Blake first saw the girl, named Rosie, when she was two months old and she became the center of his life. She married Bakley for the child.

“Rosie is my blood. Rosie is calling me,” he said. “I have no doubt that Rosie and I are going to walk into the sunset together.”

Prosecutors would claim that he planned to kill Bakley to gain sole custody of the baby and tried to hire hitmen for the job. But the evidence was mixed and a jury rejected that theory.

On his last night alive, Blake and his wife of 44 years dined at a neighborhood restaurant, Vitello’s. He claimed he was shot from her when he left her in the car and returned to the restaurant to retrieve a firearm he had inadvertently left behind her. The police were initially baffled, and Blake was not arrested until a year after the crime occurred.

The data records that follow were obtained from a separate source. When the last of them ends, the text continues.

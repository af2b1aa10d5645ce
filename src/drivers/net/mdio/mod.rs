//! MII management (MDIO) bus
//!
//! Clause 22 register access to PHYs. Implementations:
//!
//! - `ethernet::faraday::FaradayMdio` - PHYCR/PHYDATA inside the MAC
//! - [`aspeed::AspeedMdio`] - standalone controller on the AST2600

pub mod aspeed;

use crate::drivers::net::netdev::NetError;
use crate::time::{poll_timeout, Clock};
use alloc::boxed::Box;
use log::error;

/// Bound on a single MDIO transaction
pub const MDIO_TIMEOUT_US: u64 = 10_000;

const MDIO_POLL_INTERVAL_US: u64 = 10;

/// Clause 22 MDIO access
///
/// Failures are reported once and never retried.
pub trait MdioBus {
    fn read(&self, phy: u8, reg: u8) -> Result<u16, NetError>;

    fn write(&self, phy: u8, reg: u8, value: u16) -> Result<(), NetError>;
}

impl<B: MdioBus + ?Sized> MdioBus for Box<B> {
    fn read(&self, phy: u8, reg: u8) -> Result<u16, NetError> {
        (**self).read(phy, reg)
    }

    fn write(&self, phy: u8, reg: u8, value: u16) -> Result<(), NetError> {
        (**self).write(phy, reg, value)
    }
}

/// Wait for `done` within the MDIO bound, logging on expiry.
pub(crate) fn wait_mdio<C, F>(clock: &C, op: &str, phy: u8, reg: u8, mut done: F) -> Result<(), NetError>
where
    C: Clock + ?Sized,
    F: FnMut() -> bool,
{
    poll_timeout(clock, MDIO_TIMEOUT_US, MDIO_POLL_INTERVAL_US, || done().then_some(())).map_err(
        |_| {
            error!("mdio {} failed (phy:{} reg:{:x})", op, phy, reg);
            NetError::MdioTimeout { phy, reg }
        },
    )
}
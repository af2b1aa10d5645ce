//! AArch64-specific architecture code
//!
//! Data cache maintenance and the generic timer, the two CPU services the
//! packet engine needs on a non-coherent Cortex-A core.

pub mod cache;
pub mod timer;

pub use cache::DataCache;
pub use timer::GenericTimer;
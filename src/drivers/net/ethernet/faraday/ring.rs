//! Fixed-size descriptor ring
//!
//! A ring lives in memory carved from the DMA region, so its bus address
//! never changes after construction. Software walks it with a single index;
//! the hardware keeps its own and wraps on the end-of-ring bit, which is why
//! that bit must always be present on the last slot.

use super::config::EndOfRing;
use super::descriptor::RingDescriptor;
use crate::drivers::net::netdev::NetError;
use crate::mm::cache::CacheMaintenance;
use crate::mm::dma::{DmaAddr, DmaBuf, DmaRegion};
use core::marker::PhantomData;
use core::mem::size_of;

pub struct DescriptorRing<D, const N: usize> {
    mem: DmaBuf,
    index: usize,
    _desc: PhantomData<D>,
}

// SAFETY: the ring memory is exclusively owned by this ring; nothing in it
// refers back to the thread that created it.
unsafe impl<D, const N: usize> Send for DescriptorRing<D, N> {}

impl<D: RingDescriptor, const N: usize> DescriptorRing<D, N> {
    pub const CAPACITY: usize = N;

    /// Ring footprint in bytes
    pub const BYTES: usize = N * size_of::<D>();

    /// Carve ring memory out of `region`, aligned to `align` bytes.
    pub fn carve(region: &mut DmaRegion, align: usize) -> Result<Self, NetError> {
        const { assert!(N.is_power_of_two(), "ring capacity must be a power of two") };

        let mem = region.carve(Self::BYTES, align.max(core::mem::align_of::<D>()))?;
        Ok(Self {
            mem,
            index: 0,
            _desc: PhantomData,
        })
    }

    /// Reset every slot and hand the whole ring to memory.
    ///
    /// `buffer` yields the buffer bound to each slot (receive rings only).
    /// The index returns to 0.
    pub fn initialize<M, F>(&mut self, cache: &M, eor: EndOfRing, mut buffer: F)
    where
        M: CacheMaintenance + ?Sized,
        F: FnMut(usize) -> Option<DmaAddr>,
    {
        for i in 0..N {
            let last = i == N - 1;
            self.slot_mut(i).reset(buffer(i), last, eor);
        }
        self.index = 0;
        cache.publish(self.mem.virt_addr(), Self::BYTES);
    }

    pub fn index(&self) -> usize {
        self.index
    }

    pub fn current(&self) -> &D {
        self.slot(self.index)
    }

    pub fn current_mut(&mut self) -> &mut D {
        self.slot_mut(self.index)
    }

    /// CPU address of the current descriptor, for cache maintenance
    pub fn current_addr(&self) -> usize {
        self.mem.virt_addr() + self.index * size_of::<D>()
    }

    pub fn advance(&mut self) {
        self.index = (self.index + 1) % N;
    }

    /// Whether the current slot carries the end-of-ring bit
    pub fn is_end(&self) -> bool {
        self.index == N - 1
    }

    /// Bus address programmed into the ring base register
    pub fn bus_addr(&self) -> DmaAddr {
        self.mem.bus_addr()
    }

    pub fn slot(&self, i: usize) -> &D {
        assert!(i < N);
        // SAFETY: the ring memory holds N properly aligned descriptors and
        // only this ring hands out references into it.
        unsafe { &*(self.mem.as_ptr() as *const D).add(i) }
    }

    fn slot_mut(&mut self, i: usize) -> &mut D {
        assert!(i < N);
        // SAFETY: as in slot(); &mut self guarantees exclusivity.
        unsafe { &mut *(self.mem.as_ptr() as *mut D).add(i) }
    }
}

#[cfg(test)]
mod tests {
    use super::*;
    use crate::drivers::net::ethernet::faraday::config::Model;
    use crate::drivers::net::ethernet::faraday::descriptor::{RxDescriptor, TxDescriptor};
    use crate::mm::cache::Coherent;
    use std::boxed::Box;

    #[repr(C, align(64))]
    struct Window([u8; 512]);

    fn region(window: &mut Window) -> DmaRegion {
        unsafe { DmaRegion::new(window.0.as_mut_ptr(), DmaAddr::new(0x8000_0000), 512).unwrap() }
    }

    #[test]
    fn test_initialize_marks_only_last_slot() {
        let eor = Model::Aspeed.end_of_ring();
        let mut window = Box::new(Window([0xAA; 512]));
        let mut region = region(&mut window);
        let mut ring = DescriptorRing::<TxDescriptor, 4>::carve(&mut region, 64).unwrap();

        ring.initialize(&Coherent, eor, |_| None);

        for i in 0..3 {
            assert_eq!(ring.slot(i).status().bits(), 0);
            assert!(!ring.slot(i).owned_by_hardware());
        }
        assert_eq!(ring.slot(3).status().bits(), eor.mask());
        assert_eq!(ring.index(), 0);
    }

    #[test]
    fn test_rx_initialize_binds_buffers() {
        let eor = Model::Faraday.end_of_ring();
        let mut window = Box::new(Window([0; 512]));
        let mut region = region(&mut window);
        let mut ring = DescriptorRing::<RxDescriptor, 4>::carve(&mut region, 64).unwrap();

        ring.initialize(&Coherent, eor, |i| Some(DmaAddr::new(0x9000_0000 + i as u32 * 0x640)));

        assert_eq!(ring.slot(2).buffer(), DmaAddr::new(0x9000_0C80));
        assert!(ring.slot(0).owned_by_hardware());
    }

    #[test]
    fn test_advance_wraps() {
        let mut window = Box::new(Window([0; 512]));
        let mut region = region(&mut window);
        let mut ring = DescriptorRing::<TxDescriptor, 4>::carve(&mut region, 64).unwrap();
        let base = ring.current_addr();

        for _ in 0..3 {
            ring.advance();
        }
        assert!(ring.is_end());
        assert_eq!(ring.current_addr(), base + 48);

        ring.advance();
        assert_eq!(ring.index(), 0);
        assert_eq!(ring.current_addr(), base);
    }

    #[test]
    fn test_carve_fails_when_region_exhausted() {
        let mut window = Box::new(Window([0; 512]));
        let mut region = region(&mut window);
        let result = DescriptorRing::<TxDescriptor, 64>::carve(&mut region, 64);
        assert_eq!(result.err(), Some(NetError::RegionTooSmall));
    }
}
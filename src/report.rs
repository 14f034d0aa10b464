//! 分组件的详细日志
//!
//! 原始的报表位掩码（仿真器 | 链路 | 路由器 | 发送端 | 接收端 |
//! RTO 估计）映射为按模块的 tracing 过滤指令：每个作用域对应一
//! 个模块 target，选中的作用域放开到 debug 级别。指标行不受此
//! 影响，总是打印。

use clap::ValueEnum;
use tracing_subscriber::EnvFilter;

/// 可选的报表作用域
#[derive(Debug, Clone, Copy, PartialEq, Eq, ValueEnum)]
pub enum ReportScope {
    /// 仿真运行器（每轮的开始/结束）
    Simulator,
    /// 链路活动
    Links,
    /// 路由器活动（含丢包）
    Routers,
    /// 发送端及其状态机
    Senders,
    /// 接收端
    Receivers,
    /// RTO 估计
    RtoEstimate,
}

impl ReportScope {
    /// 作用域对应的 tracing target（模块路径）
    fn target(self) -> &'static str {
        match self {
            ReportScope::Simulator => "tcpsim_rs::session",
            ReportScope::Links => "tcpsim_rs::net::link",
            ReportScope::Routers => "tcpsim_rs::net::router",
            ReportScope::Senders => "tcpsim_rs::tcp::sender",
            ReportScope::Receivers => "tcpsim_rs::tcp::receiver",
            ReportScope::RtoEstimate => "tcpsim_rs::tcp::rto",
        }
    }
}

/// 由选中的作用域构造日志过滤器。基础级别来自 `RUST_LOG`
/// 环境变量，没有设置时只放出 warn 及以上。
pub fn env_filter(scopes: &[ReportScope]) -> EnvFilter {
    let mut filter =
        EnvFilter::try_from_default_env().unwrap_or_else(|_| EnvFilter::new("warn"));
    for scope in scopes {
        if let Ok(directive) = format!("{}=debug", scope.target()).parse() {
            filter = filter.add_directive(directive);
        }
    }
    filter
}
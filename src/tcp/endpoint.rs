//! TCP 端点
//!
//! 把一个发送端和一个接收端组合成端点，并负责入站段的分发：
//! 带 ACK 标志的段交给发送端，带数据的段交给接收端（两者可以
//! 同时成立，ACK 允许捎带在数据段上）。

use tracing::trace;

use super::receiver::Receiver;
use super::sender::{Sender, SenderMetrics, TcpVariant};
use crate::net::{Link, NodeId, Segment};
use crate::sim::{SimClock, TimerOwner, TimerRole};

/// TCP 端点：一个发送端 + 一个接收端
#[derive(Debug)]
pub struct Endpoint {
    node: NodeId,
    sender: Sender,
    receiver: Receiver,
}

impl Endpoint {
    pub fn new(node: NodeId, remote: NodeId, variant: TcpVariant, rcv_window: i64) -> Self {
        Self {
            node,
            sender: Sender::new(node, remote, variant),
            receiver: Receiver::new(node, remote, rcv_window),
        }
    }

    pub fn node(&self) -> NodeId {
        self.node
    }

    pub fn sender(&self) -> &Sender {
        &self.sender
    }

    pub fn sender_mut(&mut self) -> &mut Sender {
        &mut self.sender
    }

    pub fn receiver(&self) -> &Receiver {
        &self.receiver
    }

    /// 本端接收窗口，由接收端维护；发出的段带上它作为窗口通告
    pub fn local_rcv_window(&self) -> i64 {
        self.receiver.current_rcv_window()
    }

    /// 应用层提交一段字节流，立即尝试发送第一批段
    pub fn app_send(
        &mut self,
        bytes: i64,
        clock: &mut SimClock,
        link: &mut Link,
    ) -> Option<SenderMetrics> {
        let local_rcv_window = self.local_rcv_window();
        self.sender.send(Some(bytes), clock, link, local_rcv_window)
    }

    /// 处理从链路送达的段：ACK 交给发送端，数据交给接收端
    pub fn handle(&mut self, segment: Segment, clock: &mut SimClock, link: &mut Link) {
        trace!(
            seq = segment.seq,
            ack_seq = segment.ack_seq,
            is_ack = segment.is_ack,
            "端点收到段"
        );
        if segment.is_ack {
            let local_rcv_window = self.local_rcv_window();
            self.sender.handle(&segment, clock, link, local_rcv_window);
        }
        if segment.len > 0 {
            self.receiver.handle(segment, clock, link);
        }
    }

    /// 发送端的一轮处理：先触发到期的发送端计时器，再尝试发送
    /// 新的一批段（上一轮收到的 ACK 可能已把窗口张开）。
    pub fn process_sender(&mut self, clock: &mut SimClock, link: &mut Link) -> Option<SenderMetrics> {
        let owner = TimerOwner {
            node: self.node,
            role: TimerRole::Sender,
        };
        for kind in clock.check_expired_timers(owner) {
            let local_rcv_window = self.local_rcv_window();
            self.sender.timer_expired(kind, clock, link, local_rcv_window);
        }

        let local_rcv_window = self.local_rcv_window();
        self.sender.send(None, clock, link, local_rcv_window)
    }

    /// 接收端的一轮处理：触发到期的延迟 ACK 计时器
    pub fn process_receiver(&mut self, clock: &mut SimClock, link: &mut Link) {
        let owner = TimerOwner {
            node: self.node,
            role: TimerRole::Receiver,
        };
        for kind in clock.check_expired_timers(owner) {
            self.receiver.timer_expired(kind, clock, link);
        }
    }
}
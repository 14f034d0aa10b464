//! TCP 段类型
//!
//! 定义仿真中传输的 TCP 段。段可以携带数据或 ACK；载荷只以
//! 字节数建模，不携带实际数据。

use super::id::NodeId;
use std::cmp::Ordering;

/// TCP 段。创建后不再修改（接收端缓存乱序段时克隆一份）。
///
/// 不变式：`is_ack ⇔ ack_seq >= 0`。
#[derive(Debug, Clone)]
pub struct Segment {
    /// 目的节点
    pub dst: NodeId,
    /// 数据序号：本段第一个字节的序号（从 0 计），无数据时为 -1
    pub seq: i64,
    /// 数据长度（字节）
    pub len: i64,
    /// 确认序号：接收端期待的下一个字节，非 ACK 时为 -1
    pub ack_seq: i64,
    /// 是否携带 ACK
    pub is_ack: bool,
    /// 发送方通告的接收窗口（字节）
    pub rcv_window: i64,
    /// 发出时刻（tick）。重传段置为 -1，对重传段不做 RTT 采样。
    pub timestamp: f64,
    /// 段是否被损坏（路由器按丢包率设置；接收端静默丢弃）
    pub in_error: bool,
}

impl Segment {
    /// 纯数据段
    pub fn data(dst: NodeId, rcv_window: i64, seq: i64, len: i64) -> Self {
        Self {
            dst,
            seq,
            len,
            ack_seq: -1,
            is_ack: false,
            rcv_window,
            timestamp: -1.0,
            in_error: false,
        }
    }

    /// 纯确认段（零长度载荷）
    pub fn ack(dst: NodeId, rcv_window: i64, ack_seq: i64) -> Self {
        Self {
            dst,
            seq: -1,
            len: 0,
            ack_seq,
            is_ack: true,
            rcv_window,
            timestamp: -1.0,
            in_error: false,
        }
    }
}

// 段按数据序号排序，接收端据此在乱序缓冲中补洞。
impl Ord for Segment {
    fn cmp(&self, other: &Self) -> Ordering {
        self.seq.cmp(&other.seq)
    }
}

impl PartialOrd for Segment {
    fn partial_cmp(&self, other: &Self) -> Option<Ordering> {
        Some(self.cmp(other))
    }
}

impl PartialEq for Segment {
    fn eq(&self, other: &Self) -> bool {
        self.seq == other.seq
    }
}

impl Eq for Segment {}
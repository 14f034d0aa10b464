//! TCP 接收端
//!
//! 按序到达的段推进 `next_byte_expected` 并合并进一个累积 ACK，
//! 由延迟 ACK 计时器在本 tick 结束时发出；乱序到达的段进入
//! 乱序缓冲并立即触发一个重复 ACK。带损坏标记的段静默丢弃，
//! 这正是丢包的建模方式。
//!
//! 因为时钟粒度是一个 RTT，延迟 ACK 计时器不按真实 TCP 的
//! 200ms 实现：同一 tick 内按序到达的所有段合并成一个累积 ACK。

use tracing::{debug, trace, warn};

use crate::net::{Link, NodeId, Segment};
use crate::sim::{SimClock, Timer, TimerHandle, TimerKind, TimerOwner, TimerRole};

/// TCP 接收端协议模块
#[derive(Debug)]
pub struct Receiver {
    /// 本端节点
    node: NodeId,
    /// 对端（ACK 的目的地）
    remote: NodeId,
    /// 为乱序缓冲分配的最大接收窗口（字节）
    max_rcv_window: i64,
    /// 当前接收窗口（字节），随乱序缓冲占用变化
    current_rcv_window: i64,
    /// 乱序段缓冲
    rcv_buffer: Vec<Segment>,
    /// 待发出的累积 ACK（至多一个）
    cumulative_ack: Option<Segment>,
    /// 延迟 ACK 计时器句柄
    delayed_ack_handle: Option<TimerHandle>,
    /// 按序收到的最后一个字节，字节从 0 编号
    last_byte_recvd: i64,
    /// 期待的下一个字节
    next_byte_expected: i64,
}

impl Receiver {
    pub fn new(node: NodeId, remote: NodeId, rcv_window: i64) -> Self {
        Self {
            node,
            remote,
            max_rcv_window: rcv_window,
            current_rcv_window: rcv_window,
            rcv_buffer: Vec::new(),
            cumulative_ack: None,
            delayed_ack_handle: None,
            last_byte_recvd: -1,
            next_byte_expected: 0,
        }
    }

    /// 当前接收窗口（字节）
    pub fn current_rcv_window(&self) -> i64 {
        self.current_rcv_window
    }

    pub fn max_rcv_window(&self) -> i64 {
        self.max_rcv_window
    }

    pub fn next_byte_expected(&self) -> i64 {
        self.next_byte_expected
    }

    pub fn last_byte_received(&self) -> i64 {
        self.last_byte_recvd
    }

    /// 当前缓冲的乱序段（供调试与测试使用）
    pub fn buffered_segments(&self) -> &[Segment] {
        &self.rcv_buffer
    }

    fn owner(&self) -> TimerOwner {
        TimerOwner {
            node: self.node,
            role: TimerRole::Receiver,
        }
    }

    /// 处理从发送端收到的数据段。
    ///
    /// 按序段并入累积 ACK；乱序段先冲掉挂起的累积 ACK，
    /// 然后缓冲并立即回一个重复 ACK。损坏的段静默丢弃。
    pub fn handle(&mut self, segment: Segment, clock: &mut SimClock, link: &mut Link) {
        if segment.in_error {
            debug!(seq = segment.seq, "丢弃损坏的段");
            return;
        }

        if segment.seq == self.next_byte_expected {
            // 按序到达
            self.next_byte_expected = segment.seq + segment.len;
            if self.rcv_buffer.is_empty() {
                self.last_byte_recvd = segment.seq + segment.len - 1;
            } else {
                // 本段可能补上了缺口，检查缓冲里的段是否跟着变为按序
                self.drain_buffered();
            }

            if let Some(ack) = self.cumulative_ack.as_mut() {
                // 已有累积 ACK 在等，只更新它的参数
                ack.rcv_window = self.current_rcv_window;
                ack.ack_seq = self.next_byte_expected;
                ack.timestamp = segment.timestamp;
            } else {
                let mut ack =
                    Segment::ack(self.remote, self.current_rcv_window, self.next_byte_expected);
                // 把数据段的时间戳原样带回，供发送端做 RTT 采样
                ack.timestamp = segment.timestamp;
                self.cumulative_ack = Some(ack);

                // 计时器定在当前时刻：时钟粒度是一个 RTT，
                // 到期检查发生在本 tick 末尾。
                let timer = Timer {
                    owner: self.owner(),
                    kind: TimerKind::DelayedAck,
                    fire_at: clock.now(),
                };
                match clock.set_timeout_at(timer) {
                    Ok(handle) => self.delayed_ack_handle = Some(handle),
                    Err(e) => warn!(error = %e, "延迟 ACK 计时器注册失败"),
                }
            }
        } else {
            // 乱序到达：延迟 ACK 计时器可能还没到期，
            // 先把挂起的累积 ACK 发出去……
            self.send_cumulative_ack(clock, link);
            // ……再立即发一个重复 ACK
            let dup_ack = self.buffer_out_of_order(segment);
            link.send(self.node, dup_ack);
        }

        debug!(
            last_byte_recvd = self.last_byte_recvd,
            next_byte_expected = self.next_byte_expected,
            current_rcv_window = self.current_rcv_window,
            "接收端状态"
        );
    }

    /// 计时器到期回调。接收端只运行延迟 ACK 计时器。
    pub fn timer_expired(&mut self, kind: TimerKind, clock: &mut SimClock, link: &mut Link) {
        match kind {
            TimerKind::DelayedAck => {
                self.delayed_ack_handle = None;
                self.send_cumulative_ack(clock, link);
            }
            _ => warn!(kind = ?kind, "接收端收到意外的计时器种类"),
        }
    }

    /// 发出挂起的累积 ACK（若有），并取消还在运行的延迟 ACK 计时器。
    fn send_cumulative_ack(&mut self, clock: &mut SimClock, link: &mut Link) {
        if let Some(handle) = self.delayed_ack_handle.take() {
            if let Err(e) = clock.cancel_timeout(handle) {
                warn!(error = %e, "取消延迟 ACK 计时器失败");
            }
        }
        if let Some(ack) = self.cumulative_ack.take() {
            trace!(ack_seq = ack.ack_seq, rcv_window = ack.rcv_window, "发出累积 ACK");
            link.send(self.node, ack);
        }
    }

    /// 缓冲一个乱序段并生成对应的重复 ACK。
    ///
    /// 序号落在已交付范围内的迟到副本、以及已缓冲段的重复副本
    /// 不再占用缓冲，只触发重复 ACK；这样缓冲中的段两两不相交
    /// 且序号都在 `next_byte_expected` 之后。
    fn buffer_out_of_order(&mut self, segment: Segment) -> Segment {
        let fresh = segment.seq > self.next_byte_expected
            && !self.rcv_buffer.iter().any(|s| s.seq == segment.seq);
        if fresh {
            // 不能假设已缓冲的段序号都比这个小
            self.last_byte_recvd = self.last_byte_recvd.max(segment.seq + segment.len - 1);
            self.rcv_buffer.push(segment.clone());
            // 缓冲占了内存，缩小接收窗口。不能只减掉本段长度：
            // 本段可能逻辑上位于某个已缓冲段之前，内存早已被计入。
            self.current_rcv_window = (self.max_rcv_window
                - (self.last_byte_recvd - self.next_byte_expected))
                .clamp(0, self.max_rcv_window);
            trace!(
                seq = segment.seq,
                buffered = self.rcv_buffer.len(),
                "乱序段进入缓冲"
            );
        } else {
            trace!(seq = segment.seq, "乱序段是重复副本，不缓冲");
        }
        // 重复 ACK，立即发出；时间戳保持 -1
        Segment::ack(self.remote, self.current_rcv_window, self.next_byte_expected)
    }

    /// 检查先前乱序缓冲的段是否已变为按序，按序的前缀全部交付，
    /// 同时回收缓冲内存、扩大接收窗口。
    fn drain_buffered(&mut self) {
        self.rcv_buffer.sort();
        while let Some(front) = self.rcv_buffer.first() {
            if front.seq != self.next_byte_expected {
                // 剩下的都还是乱序的
                break;
            }
            self.next_byte_expected = front.seq + front.len;
            self.current_rcv_window = (self.max_rcv_window
                - (self.last_byte_recvd - self.next_byte_expected))
                .clamp(0, self.max_rcv_window);
            self.rcv_buffer.remove(0);
        }
    }
}
//! 标识符类型
//!
//! 定义节点和链路的唯一标识符。链路标识符同时用作
//! 路由器输出端口的键。

/// 节点标识符
#[derive(Debug, Clone, Copy, PartialEq, Eq, Hash)]
pub struct NodeId(pub usize);

/// 链路标识符
#[derive(Debug, Clone, Copy, PartialEq, Eq, Hash)]
pub struct LinkId(pub usize);
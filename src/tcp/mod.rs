//! TCP 协议模块
//!
//! 此模块包含 TCP 连接两端的协议逻辑：RTO 估计器、接收端、
//! 发送端状态机（Tahoe / Reno / NewReno）以及端点调度器。

// 子模块声明
mod endpoint;
mod receiver;
mod rto;
mod sender;

// 重新导出公共接口
pub use endpoint::Endpoint;
pub use receiver::Receiver;
pub use rto::RtoEstimator;
pub use sender::{
    Sender, SenderMetrics, SenderStateKind, SenderStats, TcpVariant, DUP_ACK_THRESHOLD, MSS,
};
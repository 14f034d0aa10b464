//! 错误类型
//!
//! 定义仿真器的统一错误枚举。编程错误（路由缺失、未知 TCP 变体）
//! 会中止运行；计时器登记错误由发送端/接收端记录日志后继续。

use crate::net::NodeId;

/// 仿真器错误
#[derive(Debug, thiserror::Error)]
pub enum SimError {
    /// 计时器登记错误：重复注册或取消一个不存在的句柄
    #[error("invalid timer: {0}")]
    InvalidTimer(&'static str),

    /// 转发表中没有该目的节点的表项
    #[error("no route for destination {0:?}")]
    NoRoute(NodeId),

    /// 未知的 TCP 发送端变体
    #[error("unknown TCP sender variant: {0:?} (expected Tahoe, Reno or NewReno)")]
    UnknownVariant(String),
}
//! 模拟计时器
//!
//! 仿真组件不能使用系统计时器，计时器必须运行在仿真时间上。
//! 组件以值的形式构造 [`Timer`] 描述；时钟在注册时保存自己的拷贝，
//! 并返回一个不透明句柄用于取消。

use super::time::SimTime;
use crate::net::NodeId;

/// 计时器归属的协议模块
#[derive(Debug, Clone, Copy, PartialEq, Eq)]
pub enum TimerRole {
    Sender,
    Receiver,
}

/// 计时器的归属：节点 + 模块
#[derive(Debug, Clone, Copy, PartialEq, Eq)]
pub struct TimerOwner {
    pub node: NodeId,
    pub role: TimerRole,
}

/// 计时器种类，供归属组件区分同时运行的多个计时器
#[derive(Debug, Clone, Copy, PartialEq, Eq)]
pub enum TimerKind {
    /// 重传超时（RTO）
    Rto,
    /// 连接空闲超时
    IdleConnection,
    /// 延迟 ACK
    DelayedAck,
}

/// 计时器描述（值类型）
#[derive(Debug, Clone, Copy)]
pub struct Timer {
    pub owner: TimerOwner,
    pub kind: TimerKind,
    /// 到期时间
    pub fire_at: SimTime,
}

/// 取消句柄（不透明 id）
#[derive(Debug, Clone, Copy, PartialEq, Eq)]
pub struct TimerHandle(pub(crate) u64);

Once a wealthy man, he spent millions defending himself and ended up living on social security and a pension from the Screen Actor’s Guild.

In a 2006 interview with the AP a year after his acquittal, Blake said he hoped to restart his career.

“I would like to give my best performance,” he said. “I’d like to leave a legacy for Rosie of who I am. I’m not ready for a dog and a fishing pole yet. I’d like to go to bed every night desperate to wake up every morning and create some magic.” “


Deutsch, the lead writer for this obituary, retired from The Associated Press in 2014.